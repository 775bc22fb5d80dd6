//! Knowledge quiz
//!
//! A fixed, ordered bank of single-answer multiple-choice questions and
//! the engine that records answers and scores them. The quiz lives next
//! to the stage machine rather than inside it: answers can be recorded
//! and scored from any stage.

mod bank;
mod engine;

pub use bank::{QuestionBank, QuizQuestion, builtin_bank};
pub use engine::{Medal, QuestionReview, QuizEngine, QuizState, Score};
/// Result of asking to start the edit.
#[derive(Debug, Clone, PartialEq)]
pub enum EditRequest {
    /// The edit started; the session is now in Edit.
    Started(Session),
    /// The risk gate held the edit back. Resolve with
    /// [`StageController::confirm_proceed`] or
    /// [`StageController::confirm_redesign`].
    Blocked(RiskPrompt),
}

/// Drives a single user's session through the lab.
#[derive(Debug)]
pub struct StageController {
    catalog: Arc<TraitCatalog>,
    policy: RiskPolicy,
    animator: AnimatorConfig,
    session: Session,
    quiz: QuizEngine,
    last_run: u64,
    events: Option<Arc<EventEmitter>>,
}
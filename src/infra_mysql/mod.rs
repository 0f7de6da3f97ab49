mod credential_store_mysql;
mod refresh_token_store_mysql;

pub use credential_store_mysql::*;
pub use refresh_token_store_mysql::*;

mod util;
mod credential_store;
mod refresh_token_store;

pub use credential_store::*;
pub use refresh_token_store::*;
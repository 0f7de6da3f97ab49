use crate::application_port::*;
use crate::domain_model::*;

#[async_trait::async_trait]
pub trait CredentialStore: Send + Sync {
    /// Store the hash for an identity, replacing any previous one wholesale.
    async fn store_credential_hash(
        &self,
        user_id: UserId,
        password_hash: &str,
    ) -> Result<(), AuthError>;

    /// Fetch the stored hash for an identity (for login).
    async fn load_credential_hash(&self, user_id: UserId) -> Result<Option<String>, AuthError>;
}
+---+
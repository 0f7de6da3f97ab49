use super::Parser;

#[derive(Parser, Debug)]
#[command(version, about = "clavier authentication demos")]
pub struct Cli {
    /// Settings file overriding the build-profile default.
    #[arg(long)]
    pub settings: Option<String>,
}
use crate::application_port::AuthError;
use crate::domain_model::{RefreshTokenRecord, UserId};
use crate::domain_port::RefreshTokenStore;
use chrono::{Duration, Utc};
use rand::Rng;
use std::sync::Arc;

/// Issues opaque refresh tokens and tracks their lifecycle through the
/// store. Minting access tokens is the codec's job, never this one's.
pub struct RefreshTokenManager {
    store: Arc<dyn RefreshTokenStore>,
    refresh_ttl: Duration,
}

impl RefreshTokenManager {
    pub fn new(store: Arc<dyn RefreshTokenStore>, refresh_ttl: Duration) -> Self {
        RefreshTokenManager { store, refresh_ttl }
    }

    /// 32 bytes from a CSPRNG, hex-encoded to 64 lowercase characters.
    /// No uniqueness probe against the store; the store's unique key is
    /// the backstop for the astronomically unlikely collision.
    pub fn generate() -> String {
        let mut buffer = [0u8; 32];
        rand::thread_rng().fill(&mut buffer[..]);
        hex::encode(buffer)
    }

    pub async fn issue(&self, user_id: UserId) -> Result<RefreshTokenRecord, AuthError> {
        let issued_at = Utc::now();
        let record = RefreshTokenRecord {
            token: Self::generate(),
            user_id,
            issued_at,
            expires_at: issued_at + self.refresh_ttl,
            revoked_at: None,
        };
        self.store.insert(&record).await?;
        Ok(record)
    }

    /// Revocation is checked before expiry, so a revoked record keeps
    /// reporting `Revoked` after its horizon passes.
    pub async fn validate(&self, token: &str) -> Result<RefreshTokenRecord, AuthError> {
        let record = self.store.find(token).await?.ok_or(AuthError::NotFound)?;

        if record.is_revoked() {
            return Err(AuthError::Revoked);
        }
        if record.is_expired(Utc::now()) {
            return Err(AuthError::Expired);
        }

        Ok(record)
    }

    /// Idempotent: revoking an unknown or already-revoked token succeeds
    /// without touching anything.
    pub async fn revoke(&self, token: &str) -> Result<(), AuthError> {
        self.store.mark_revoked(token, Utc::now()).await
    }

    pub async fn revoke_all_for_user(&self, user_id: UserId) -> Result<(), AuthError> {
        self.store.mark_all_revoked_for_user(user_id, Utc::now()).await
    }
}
+---+
[What the task asks]:
All lines in the data above from the one with "repository 775bc22fb5d80dd6" through the one with "start the edit." must be repeated exactly, and no others.

[Solved exercise]:
repository 775bc22fb5d80dd6
//! Knowledge quiz
//!
//! A fixed, ordered bank of single-answer multiple-choice questions and
//! the engine that records answers and scores them. The quiz lives next
//! to the stage machine rather than inside it: answers can be recorded
//! and scored from any stage.

mod bank;
mod engine;

pub use bank::{QuestionBank, QuizQuestion, builtin_bank};
pub use engine::{Medal, QuestionReview, QuizEngine, QuizState, Score};
/// Result of asking to start the edit.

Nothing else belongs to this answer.